Dr Hohmann-Marriott says the study wasn’t large enough to identify any real evidence about the appropriateness of apps according to ethnicity or gender.

Flo and Clue 

The most common two apps on the market are Flo and Clue – both designed in Europe and most common in the US. Most apps discussed in the study are not particularly suited for the Aotearoa context, say the researchers.

Most period-tracking apps work off a calendar model, Dr Hohmann-Marriott says. Their main function is to help the user record different stages of their menstrual cycle to identify patterns, and provide ovulation and fertility estimates.

This can be a valuable tool to identify potential menstrual disorders and provide the patient with a source of “evidence” to present to their healthcare provider.

One respondent says: “[As] a practitioner myself, I find it super helpful to look through the history of the app if a woman presents with inconsistent periods, infertility or even pregnancy that needs to be dated.”

Dr Hohmann-Marriott says this record-keeping is not restricted to smartphone apps and can be done just as accurately by recording menstrual patterns on a paper calendar; but patients often find the app useful and convenient.

The “digital healthcare” persona of a menstrual app may also positively contribute to the patient–provider relationship, Dr Hohmann-Marriott suggests.

“People feel more believed when they hold this ‘data’ from their app.”

Another practitioner who took part in the study says: “As a doctor, it gives me an objective record of a patient’s cycles, rather than relying on them to remember…”

Most apps track menstruation in a calendar function. This is a screenshot from the app Clue [Image: NZD]
Serious disorders 

Dr Hohmann-Marriott says the apps may not be suitable for managing conditions such as endometriosis or polycystic ovary syndrome (PCOS), as they don’t take these into consideration when calculating estimates.

Endometriosis affects approximately 11 per cent of reproductive-age women and can cause severe and chronic pain, organ damage and infertility, the article points out.

Aotearoa also has a significant average diagnosis delay of 8.7 years for endometriosis, the researchers say.

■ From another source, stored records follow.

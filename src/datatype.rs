// used when reading cells back from row queries
use rusqlite::types::{FromSql, FromSqlResult, ValueRef};

// used to print out readable forms of a cell
use std::fmt;

/// A single cell as SQLite handed it back. Uploaded tables carry no reliable
/// column types, so the same logical field may arrive as an integer, a real
/// or a string depending on the table it came from.
#[derive(Debug, Clone, PartialEq)]
pub enum Cell {
    Null,
    Integer(i64),
    Real(f64),
    Text(String),
    Blob(Vec<u8>),
}

impl FromSql for Cell {
    fn column_result(value: ValueRef<'_>) -> FromSqlResult<Self> {
        Ok(match value {
            ValueRef::Null => Cell::Null,
            ValueRef::Integer(i) => Cell::Integer(i),
            ValueRef::Real(f) => Cell::Real(f),
            ValueRef::Text(t) => Cell::Text(String::from_utf8_lossy(t).into_owned()),
            ValueRef::Blob(b) => Cell::Blob(b.to_vec()),
        })
    }
}

impl Cell {
    pub fn is_null(&self) -> bool {
        matches!(self, Cell::Null)
    }

    /// Numeric reading of the cell. Text is accepted when it parses as a
    /// number after trimming and dropping thousands separators.
    pub fn as_f64(&self) -> Option<f64> {
        match self {
            Cell::Integer(i) => Some(*i as f64),
            Cell::Real(f) if f.is_finite() => Some(*f),
            Cell::Text(t) => {
                t.trim().replace(',', "").parse::<f64>().ok().filter(|f| f.is_finite())
            }
            _ => None,
        }
    }

    /// Display label of the cell, used for category and period keys.
    /// Whole reals print without a fraction so that a `Date` column stored
    /// as `2025.0` labels the same as an integer `2025`.
    pub fn label(&self) -> Option<String> {
        match self {
            Cell::Null | Cell::Blob(_) => None,
            Cell::Integer(i) => Some(i.to_string()),
            Cell::Real(f) if f.is_finite() && f.fract() == 0.0 && f.abs() < 1e15 => {
                Some(format!("{f:.0}"))
            }
            Cell::Real(f) => Some(f.to_string()),
            Cell::Text(t) => {
                let trimmed = t.trim();
                if trimmed.is_empty() {
                    None
                } else {
                    Some(trimmed.to_string())
                }
            }
        }
    }
}

impl fmt::Display for Cell {
    fn fmt(&self, f: &mut fmt::Formatter<'_>) -> fmt::Result {
        match self {
            Cell::Null => write!(f, "null"),
            Cell::Blob(b) => write!(f, "<{} bytes>", b.len()),
            other => write!(f, "{}", other.label().unwrap_or_default()),
        }
    }
}

#[cfg(test)]
mod tests {
    use super::*;

    #[test]
    fn numeric_text_is_read_as_number() {
        assert_eq!(Cell::Text(" 1,250.5 ".into()).as_f64(), Some(1250.5));
        assert_eq!(Cell::Text("n/a".into()).as_f64(), None);
        assert_eq!(Cell::Null.as_f64(), None);
    }

    #[test]
    fn whole_reals_label_like_integers() {
        assert_eq!(Cell::Real(2025.0).label().as_deref(), Some("2025"));
        assert_eq!(Cell::Integer(2025).label().as_deref(), Some("2025"));
        assert_eq!(Cell::Real(2.5).label().as_deref(), Some("2.5"));
        assert_eq!(Cell::Text("   ".into()).label(), None);
    }
}
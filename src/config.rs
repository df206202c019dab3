//! Layered settings: built-in defaults, then an optional TOML file, then
//! `STATDASH_<SECTION>__<KEY>` environment variables.

use config::{Config, Environment, File};
use serde::Deserialize;
use std::time::Duration;

use crate::aggregate::Limits;
use crate::error::Result;
use crate::persist::PersistenceMode;

/// Environment variable naming the settings file.
pub const CONFIG_ENV: &str = "STATDASH_CONFIG";
pub const DEFAULT_CONFIG_FILE: &str = "statdash.toml";

#[derive(Debug, Clone, PartialEq, Eq, Deserialize)]
pub struct DatabaseSettings {
    /// `:memory:` for an in-memory store
    pub path: String,
}

#[derive(Debug, Clone, PartialEq, Eq, Deserialize)]
pub struct ServerSettings {
    pub bind: String,
}

#[derive(Debug, Clone, PartialEq, Eq, Deserialize)]
pub struct LimitSettings {
    pub max_tables: usize,
    /// 0 disables the time budget
    pub time_budget_ms: u64,
}

#[derive(Debug, Clone, PartialEq, Eq, Deserialize)]
pub struct LogSettings {
    pub filter: String,
}

#[derive(Debug, Clone, PartialEq, Eq, Deserialize)]
pub struct Settings {
    pub database: DatabaseSettings,
    pub server: ServerSettings,
    pub limits: LimitSettings,
    pub log: LogSettings,
}

impl Settings {
    /// Read the file named by `STATDASH_CONFIG`, or `statdash.toml` when unset.
    pub fn load() -> Result<Self> {
        let path = std::env::var(CONFIG_ENV).unwrap_or_else(|_| DEFAULT_CONFIG_FILE.to_string());
        Self::load_from(&path)
    }

    /// A missing file is not an error; the defaults and environment still apply.
    pub fn load_from(path: &str) -> Result<Self> {
        let settings = Config::builder()
            .set_default("database.path", "zimstats.sqlite")?
            .set_default("server.bind", "127.0.0.1:8080")?
            .set_default("limits.max_tables", 256_i64)?
            .set_default("limits.time_budget_ms", 2000_i64)?
            .set_default("log.filter", "info")?
            .add_source(File::with_name(path).required(false))
            .add_source(
                Environment::with_prefix("STATDASH")
                    .prefix_separator("_")
                    .separator("__")
                    .try_parsing(true),
            )
            .build()?;
        Ok(settings.try_deserialize()?)
    }

    pub fn persistence_mode(&self) -> PersistenceMode {
        PersistenceMode::from_path(&self.database.path)
    }

    pub fn limits(&self) -> Limits {
        Limits {
            max_tables: self.limits.max_tables,
            time_budget: match self.limits.time_budget_ms {
                0 => None,
                ms => Some(Duration::from_millis(ms)),
            },
        }
    }
}
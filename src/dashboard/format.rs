//! Number formatting for KPI text.

/// Round to `decimals` places and group the integer part in thousands:
/// `thousands(5821.4, 0) == "5,821"`.
pub fn thousands(value: f64, decimals: usize) -> String {
    if !value.is_finite() {
        return "N/A".to_string();
    }
    let rendered = format!("{:.*}", decimals, value.abs());
    let (integer, fraction) = match rendered.split_once('.') {
        Some((i, f)) => (i, Some(f)),
        None => (rendered.as_str(), None),
    };
    let mut grouped = String::with_capacity(integer.len() + integer.len() / 3);
    for (i, digit) in integer.chars().enumerate() {
        if i > 0 && (integer.len() - i) % 3 == 0 {
            grouped.push(',');
        }
        grouped.push(digit);
    }
    let negative = value < 0.0 && rendered.chars().any(|c| c.is_ascii_digit() && c != '0');
    let sign = if negative { "-" } else { "" };
    match fraction {
        Some(f) => format!("{sign}{grouped}.{f}"),
        None => format!("{sign}{grouped}"),
    }
}

pub fn percent(value: f64, decimals: usize) -> String {
    format!("{}%", thousands(value, decimals))
}
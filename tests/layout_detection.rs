use statdash::layout::{detect, find_column, IndicatorAliases, Layout, LayoutKind};

fn columns(names: &[&str]) -> Vec<String> {
    names.iter().map(|n| n.to_string()).collect()
}

#[test]
fn matching_columns_make_a_wide_table() {
    let aliases = IndicatorAliases::new(&["Male", "Female", "Employed"]);
    let layout = detect(&columns(&["Province", "Male", "Female", "Year"]), &aliases);
    assert_eq!(
        layout,
        Layout::Wide { columns: columns(&["Male", "Female"]) }
    );
    assert_eq!(layout.kind(), Some(LayoutKind::Wide));
}

#[test]
fn separators_do_not_hide_a_wide_column() {
    let aliases = IndicatorAliases::new(&["Total Exports"]);
    let layout = detect(&columns(&["Period", "Total.Exports", "Imports"]), &aliases);
    assert_eq!(layout, Layout::Wide { columns: columns(&["Total.Exports"]) });
}

#[test]
fn indicator_and_value_make_a_long_table() {
    let aliases = IndicatorAliases::new(&["Gdp At Market Prices Usd"]);
    let layout = detect(&columns(&["Date", "indicator", "value"]), &aliases);
    assert_eq!(
        layout,
        Layout::Long { indicator: "indicator".into(), value: "value".into() }
    );
}

#[test]
fn item_column_also_marks_a_long_table() {
    let aliases = IndicatorAliases::new(&["all items"]);
    let layout = detect(&columns(&["Category", "Item", "VALUE"]), &aliases);
    assert_eq!(layout, Layout::Long { indicator: "Item".into(), value: "VALUE".into() });
}

#[test]
fn wide_wins_over_long() {
    let aliases = IndicatorAliases::new(&["Male"]);
    let layout = detect(&columns(&["Indicator", "Value", "Male"]), &aliases);
    assert_eq!(layout.kind(), Some(LayoutKind::Wide));
}

#[test]
fn anything_else_is_unrecognized() {
    let aliases = IndicatorAliases::new(&["Male"]);
    assert_eq!(detect(&columns(&["Province", "Count"]), &aliases), Layout::Unrecognized);
    assert_eq!(detect(&[], &aliases), Layout::Unrecognized);
    assert_eq!(Layout::Unrecognized.kind(), None);
}

#[test]
fn column_lookup_follows_name_priority() {
    let cols = columns(&["Region", "Period", "Province", "YEAR"]);
    assert_eq!(find_column(&cols, &["province", "region"]).map(String::as_str), Some("Province"));
    assert_eq!(find_column(&cols, &["year", "date", "period"]).map(String::as_str), Some("YEAR"));
    assert_eq!(find_column(&cols, &["sex"]), None);
}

Dr Hohmann-Marriott says the process of diagnosis for menstrual disorders such as endometriosis and PCOS is something primary care needs to work on – “whether it’s with an app or not”.

Disadvantages 

As with any app or digital service that collects data, many people are cautious about losing data sovereignty, as when their information is sold to marketers.

Another downfall of menstrual apps is they record specific information only. While they provide estimates for ovulation, and next period dates, these make assumptions about the user that are not always correct, Dr Hohmann-Marriott says.

For example, there is no way to accurately measure someone’s time of ovulation using an app, but its estimates may appear trustworthy, she says.

Education and research 

Elizabeth Bromley, founder of Dunedin-based period clinic Hekate, says users may believe they can use their app as a form of birth control, which is reaching far beyond the capability of the technology.

Menstrual education and more investment in research and resources is the way to equip both patients and providers with the best tools, Ms Bromley says.

She says it’s great that many apps can be used to improve self-awareness around menstruation, but users must know the benefits and limitations.

Ms Bromley suggests menstrual health checks be a routine part of a wellness check.